Difluorinated sulfonamide porphyrin ($F_{2} PGly$) and bacteriochlorin ($F_{2} BGly$), modified by glycine residues, were synthesized and evaluated for photodynamic therapy (PDT). $F_{2} PGly$ exhibits superior stability and singlet oxygen generation efficiency but features a low-intensity band in the red range ($λ_{max}$ = 639 nm). In contrast, $F_{2} BGly$ shows a favorable, red-shifted absorption spectrum ($λ_{max}$ = 746 nm) that aligns well with phototherapeutic window, facilitating deeper tissue penetration. Moreover, it demonstrates reasonable photostability, necessary for the efficient generation of both singlet oxygen (type II) and oxygen-centered radicals (type I mechanism) which contributes to enhanced therapeutic efficacy.

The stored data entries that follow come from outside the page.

use core::fmt;
use core::sync::atomic::{AtomicU64, Ordering};
use std::sync::{Arc, OnceLock, Weak};

use dashmap::DashMap;
use parking_lot::Mutex;
use serde::Serialize;
use swizzle_runtime::{Class, Imp, Method, Sel};

use crate::config::HookConfig;
use crate::interceptor::context::{HookContext, State};
use crate::interceptor::dispatch::fatal;
use crate::interceptor::inherit::SuperForwarder;
use crate::interceptor::replacement::Replacement;
use crate::types::{HookError, HookMode, Result};

mod context;
mod dispatch;
mod inherit;
pub mod invocation;
pub mod replacement;

static CONFIG: OnceLock<HookConfig> = OnceLock::new();

/// Fixes the configuration before the interceptor is first used.
/// Returns false if a configuration was already in effect.
pub(crate) fn configure(config: HookConfig) -> bool {
    CONFIG.set(config).is_ok()
}

type ChainKey = (usize, Sel);

/// Bookkeeping for one (class, selector).
#[derive(Default)]
struct Chain {
    /// The method whose slot the hooks live in. Fixed by the first install.
    method: Option<Arc<Method>>,
    /// Installed hooks in install order.
    contexts: Vec<Arc<HookContext>>,
    /// Cancelled hooks whose trampolines are still referenced from outside
    /// the chain. They pass calls straight through to `next`.
    retired: Vec<Arc<HookContext>>,
    /// Implementation of a method copied down from the superclass. Lives as
    /// long as the copied method, i.e. for the process.
    inherited: Option<SuperForwarder>,
}

/// Who points at a trampoline.
enum Referent<'a> {
    Slot,
    Context(&'a Arc<HookContext>),
}

impl Chain {
    fn all(&self) -> impl Iterator<Item = &Arc<HookContext>> {
        self.contexts.iter().chain(self.retired.iter())
    }

    fn referents(&self, method: &Method, target: &Arc<HookContext>) -> Vec<Referent<'_>> {
        let code = target.code();
        let mut found = Vec::new();
        if method.implementation() == code {
            found.push(Referent::Slot);
        }
        found.extend(
            self.all()
                .filter(|c| !Arc::ptr_eq(c, target) && c.next() == Some(code))
                .map(Referent::Context),
        );
        found
    }

    /// Routes whatever calls `target`'s trampoline around it.
    ///
    /// Returns false when nothing in the chain refers to it: some layer
    /// outside the chain captured the trampoline and will keep calling it.
    fn unlink(&self, method: &Method, target: &Arc<HookContext>) -> bool {
        let code = target.code();
        let Some(next) = target.next() else {
            fatal("cancelling a hook that was never installed");
        };
        let referents = self.referents(method, target);
        match referents.as_slice() {
            [] => false,
            [Referent::Slot] => method.compare_exchange_implementation(code, next).is_ok(),
            [Referent::Context(outer)] => {
                if !outer.relink(code, next) {
                    fatal("hook chain link changed while the chain was locked");
                }
                true
            }
            _ => fatal(&format!(
                "{} referents for trampoline {:?} of -[{} {}]",
                referents.len(),
                code,
                target.class().name(),
                target.selector()
            )),
        }
    }

    /// Unlinks retired hooks that only the chain refers to again.
    fn sweep(&mut self, method: &Method) -> Vec<Arc<HookContext>> {
        let mut released = Vec::new();
        loop {
            let Some(index) = self.retired.iter().position(|r| self.referents(method, r).len() == 1) else {
                break;
            };
            if !self.unlink(method, &self.retired[index]) {
                break;
            }
            released.push(self.retired.remove(index));
        }
        released
    }
}

/// Releases contexts once no thread can still be running their trampolines.
fn release(contexts: Vec<Arc<HookContext>>) {
    if contexts.is_empty() {
        return;
    }
    let guard = crossbeam_epoch::pin();
    for context in contexts {
        guard.defer(move || drop(context));
    }
    guard.flush();
}

/// Process-wide hook registry.
pub struct Interceptor {
    chains: DashMap<ChainKey, Arc<Mutex<Chain>>>,
    next_id: AtomicU64,
    config: HookConfig,
}

impl Interceptor {
    pub fn obtain() -> &'static Interceptor {
        static INSTANCE: OnceLock<Interceptor> = OnceLock::new();
        INSTANCE.get_or_init(|| Interceptor {
            chains: DashMap::new(),
            next_id: AtomicU64::new(1),
            config: CONFIG.get_or_init(HookConfig::from_env).clone(),
        })
    }

    pub fn config(&self) -> &HookConfig {
        &self.config
    }

    fn key(class: &'static Class, selector: Sel) -> ChainKey {
        (class as *const Class as usize, selector)
    }

    fn chain(&self, class: &'static Class, selector: Sel) -> Arc<Mutex<Chain>> {
        self.chains
            .entry(Self::key(class, selector))
            .or_insert_with(|| Arc::new(Mutex::new(Chain::default())))
            .value()
            .clone()
    }

    fn existing_chain(&self, class: &'static Class, selector: Sel) -> Option<Arc<Mutex<Chain>>> {
        self.chains.get(&Self::key(class, selector)).map(|c| c.value().clone())
    }

    /// Installs `replacement` on `class`'s implementation of `selector`.
    ///
    /// Hooks on the same method compose: the most recent install runs
    /// outermost, and each hook's "original" is the hook installed before it.
    pub fn hook(
        &self,
        class: &'static Class,
        selector: Sel,
        mode: HookMode,
        replacement: Replacement,
    ) -> Result<HookToken> {
        let chain = self.chain(class, selector);
        let mut chain = chain.lock();

        let (method, inherited) = match class.own_method(selector) {
            Some(method) => (method, false),
            None => match class.instance_method(selector) {
                Some(method) if self.config.inherit_methods => (method, true),
                _ => {
                    return Err(HookError::SelectorNotFound {
                        class: class.name().to_owned(),
                        selector: selector.name().to_owned(),
                    })
                }
            },
        };

        let id = self.next_id.fetch_add(1, Ordering::Relaxed);
        let context = HookContext::prepare(
            id,
            class,
            &method,
            mode,
            Arc::new(replacement),
            self.config.trace_dispatch,
        )?;

        let method = match class.superclass() {
            Some(superclass) if inherited => {
                // Hook preparation succeeded; give the class its own method
                // so the superclass keeps its implementation.
                let forwarder = SuperForwarder::new(superclass, &method)?;
                let encoding = method.type_encoding().unwrap_or_default();
                unsafe { class.add_method(selector, forwarder.code(), encoding) };
                chain.inherited = Some(forwarder);
                class.own_method(selector).ok_or_else(|| HookError::SelectorNotFound {
                    class: class.name().to_owned(),
                    selector: selector.name().to_owned(),
                })?
            }
            _ => method,
        };

        let released = chain.sweep(&method);
        let displaced = context.install(&method);
        log::debug!(
            "installed {mode} hook #{id} on -[{} {selector}] over {displaced:?}{}",
            class.name(),
            if inherited { " (copied down from superclass)" } else { "" }
        );
        chain.method.get_or_insert_with(|| method.clone());
        chain.contexts.push(context.clone());
        drop(chain);
        release(released);

        Ok(HookToken::new(&context))
    }

    /// Removes a hook. True only for the call that actually cancelled it.
    pub fn cancel(&self, token: &HookToken) -> bool {
        let Some(chain) = self.existing_chain(token.class, token.selector) else {
            return false;
        };
        let mut chain = chain.lock();
        // Released contexts are long gone from the chain.
        let Some(context) = token.context.upgrade() else {
            return false;
        };
        if !context.mark_cancelled() {
            return false;
        }
        let index = chain.contexts.iter().position(|c| Arc::ptr_eq(c, &context));
        drop(context);
        let Some(index) = index else {
            fatal("cancelled hook is missing from its chain");
        };
        let Some(method) = chain.method.clone() else {
            fatal("hook chain has contexts but no method");
        };

        let cancelled = chain.contexts.remove(index);
        let mut released = Vec::new();
        if chain.unlink(&method, &cancelled) {
            log::debug!(
                "cancelled {} hook #{} on -[{} {}]",
                cancelled.mode(),
                cancelled.id(),
                cancelled.class().name(),
                cancelled.selector()
            );
            released.push(cancelled);
        } else {
            log::warn!(
                "hook #{} on -[{} {}] is wrapped by an external layer; keeping it as a pass-through",
                cancelled.id(),
                cancelled.class().name(),
                cancelled.selector()
            );
            chain.retired.push(cancelled);
        }
        released.extend(chain.sweep(&method));
        drop(chain);
        release(released);
        true
    }

    /// Whether `class`'s current implementation of `selector` is one of our
    /// trampolines.
    pub fn is_hooked(&self, class: &'static Class, selector: Sel) -> bool {
        let Some(chain) = self.existing_chain(class, selector) else {
            return false;
        };
        let chain = chain.lock();
        let Some(method) = chain.method.as_ref() else {
            return false;
        };
        let current = method.implementation();
        let hooked = chain.all().any(|c| c.code() == current);
        hooked
    }

    /// Number of active hooks on `class`'s implementation of `selector`.
    pub fn hook_count(&self, class: &'static Class, selector: Sel) -> usize {
        self.existing_chain(class, selector).map_or(0, |chain| {
            let count = chain.lock().contexts.len();
            count
        })
    }

    /// Current state of every chain that ever had a hook installed.
    pub fn snapshot(&self) -> Vec<ChainInfo> {
        let chains: Vec<Arc<Mutex<Chain>>> = self.chains.iter().map(|e| e.value().clone()).collect();
        let mut infos: Vec<ChainInfo> = chains
            .iter()
            .filter_map(|chain| {
                let chain = chain.lock();
                let method = chain.method.as_ref()?;
                let first = chain.all().next()?;
                let current = method.implementation();
                let hooked = chain.all().any(|c| c.code() == current);
                let info = ChainInfo {
                    class: first.class().name().to_owned(),
                    selector: first.selector().name().to_owned(),
                    hooks: chain
                        .contexts
                        .iter()
                        .map(|c| HookInfo {
                            id: c.id(),
                            mode: c.mode(),
                        })
                        .collect(),
                    retired: chain.retired.len(),
                    hooked,
                };
                Some(info)
            })
            .collect();
        infos.sort_by(|a, b| (&a.class, &a.selector).cmp(&(&b.class, &b.selector)));
        infos
    }
}

#[derive(Debug, Clone, PartialEq, Eq, Serialize)]
pub struct HookInfo {
    pub id: u64,
    pub mode: HookMode,
}

/// Diagnostic view of one hooked method.
#[derive(Debug, Clone, PartialEq, Eq, Serialize)]
pub struct ChainInfo {
    pub class: String,
    pub selector: String,
    /// Active hooks, innermost first.
    pub hooks: Vec<HookInfo>,
    /// Cancelled hooks kept alive as pass-throughs.
    pub retired: usize,
    /// Whether the method slot currently holds one of our trampolines.
    pub hooked: bool,
}

/// Handle to one installed hook. Only good for cancelling it.
///
/// The token does not keep the hook alive: once cancelled and unlinked, the
/// context and its trampolines are reclaimed even while tokens remain.
#[derive(Clone)]
pub struct HookToken {
    context: Weak<HookContext>,
    id: u64,
    mode: HookMode,
    class: &'static Class,
    selector: Sel,
    code: Imp,
}

impl HookToken {
    fn new(context: &Arc<HookContext>) -> Self {
        Self {
            context: Arc::downgrade(context),
            id: context.id(),
            mode: context.mode(),
            class: context.class(),
            selector: context.selector(),
            code: context.code(),
        }
    }

    pub fn cancel(&self) -> bool {
        Interceptor::obtain().cancel(self)
    }

    pub fn is_cancelled(&self) -> bool {
        self.context
            .upgrade()
            .map_or(true, |context| context.state() == State::Cancelled)
    }

    pub fn id(&self) -> u64 {
        self.id
    }

    pub fn mode(&self) -> HookMode {
        self.mode
    }

    pub fn class(&self) -> &'static Class {
        self.class
    }

    pub fn selector(&self) -> Sel {
        self.selector
    }

    /// The trampoline address this hook installs. Dangling once the hook is
    /// cancelled and released.
    pub fn code(&self) -> Imp {
        self.code
    }
}

impl fmt::Debug for HookToken {
    fn fmt(&self, f: &mut fmt::Formatter<'_>) -> fmt::Result {
        f.debug_struct("HookToken")
            .field("id", &self.id())
            .field("mode", &self.mode())
            .field("class", &self.class().name())
            .field("selector", &self.selector())
            .field("cancelled", &self.is_cancelled())
            .finish()
    }
}
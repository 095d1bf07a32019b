use core::ffi::c_void;
use core::ptr;

use libffi::raw;
use swizzle_runtime::Imp;

use crate::code::call_shape::CallShape;
use crate::types::{HookError, Result};

/// Callback every trampoline invocation lands in: the cif it was prepared
/// with, the return slot, pointers to each argument, and the bound userdata.
pub type DispatchFn = unsafe extern "C" fn(
    cif: *mut raw::ffi_cif,
    ret: *mut c_void,
    args: *mut *mut c_void,
    userdata: *mut c_void,
);

/// Executable stub with the calling convention of a [`CallShape`].
///
/// Owns one libffi closure (writable descriptor plus executable code page)
/// and the userdata handed to its callback. The closure is released exactly
/// once, when the trampoline drops; whoever owns it must make sure nothing can
/// still jump to [`Trampoline::code`] by then.
pub struct Trampoline<U> {
    closure: *mut raw::ffi_closure,
    code: Imp,
    userdata: Option<Box<U>>,
}

unsafe impl<U: Send + Sync> Send for Trampoline<U> {}
unsafe impl<U: Send + Sync> Sync for Trampoline<U> {}

impl<U> Trampoline<U> {
    /// Reserves the closure memory. Nothing can call it until [`bind`](Self::bind).
    pub fn allocate() -> Result<Self> {
        let mut code: *mut c_void = ptr::null_mut();
        let closure = unsafe { raw::ffi_closure_alloc(core::mem::size_of::<raw::ffi_closure>(), &mut code) }
            as *mut raw::ffi_closure;
        if closure.is_null() {
            return Err(HookError::Ffi("ffi_closure_alloc failed".into()));
        }
        let Some(code) = Imp::new(code) else {
            unsafe { raw::ffi_closure_free(closure.cast()) };
            return Err(HookError::Ffi("ffi_closure_alloc returned no code address".into()));
        };
        Ok(Self {
            closure,
            code,
            userdata: None,
        })
    }

    /// Prepares the closure so calls through [`code`](Self::code) reach
    /// `dispatch` with `userdata`.
    ///
    /// `shape` must outlive the trampoline: libffi keeps pointing at its cif.
    pub fn bind(&mut self, shape: &CallShape, dispatch: DispatchFn, userdata: U) -> Result<()> {
        let userdata = Box::new(userdata);
        let status = unsafe {
            raw::ffi_prep_closure_loc(
                self.closure,
                shape.as_raw(),
                Some(dispatch),
                &*userdata as *const U as *mut c_void,
                self.code.as_ptr(),
            )
        };
        if status != raw::ffi_status_FFI_OK {
            return Err(HookError::Ffi(format!("ffi_prep_closure_loc failed (status {status:?})")));
        }
        self.userdata = Some(userdata);
        Ok(())
    }

    pub fn code(&self) -> Imp {
        self.code
    }

    pub fn is_bound(&self) -> bool {
        self.userdata.is_some()
    }
}

impl<U> Drop for Trampoline<U> {
    fn drop(&mut self) {
        unsafe { raw::ffi_closure_free(self.closure.cast()) };
    }
}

Importantly, the glycine modifications in $F_{2} BGly$ enhance its uptake in MCF-7 cells, known for their resistance to PDT due to efflux transport proteins like LAT1, showing great potential in the cancer cell-targeted PDT. The glycine groups potentially enable $F_{2} BGly$ to bypass these barriers, resulting in increased intracellular accumulation and more effective Reactive Oxygen Species (ROS) generation under illumination. In vivo studies indicated promising vascular-targeted PDT results, with real-time fluorescence imaging used to monitor photosensitizer distribution prior to irradiation. These findings suggest that $F_{2} BGly$ is a promising photosensitizer candidate with enhanced cancer cell selectivity and photodynamic efficiency, meriting further exploration in targeted PDT applications for multiple types of cancers.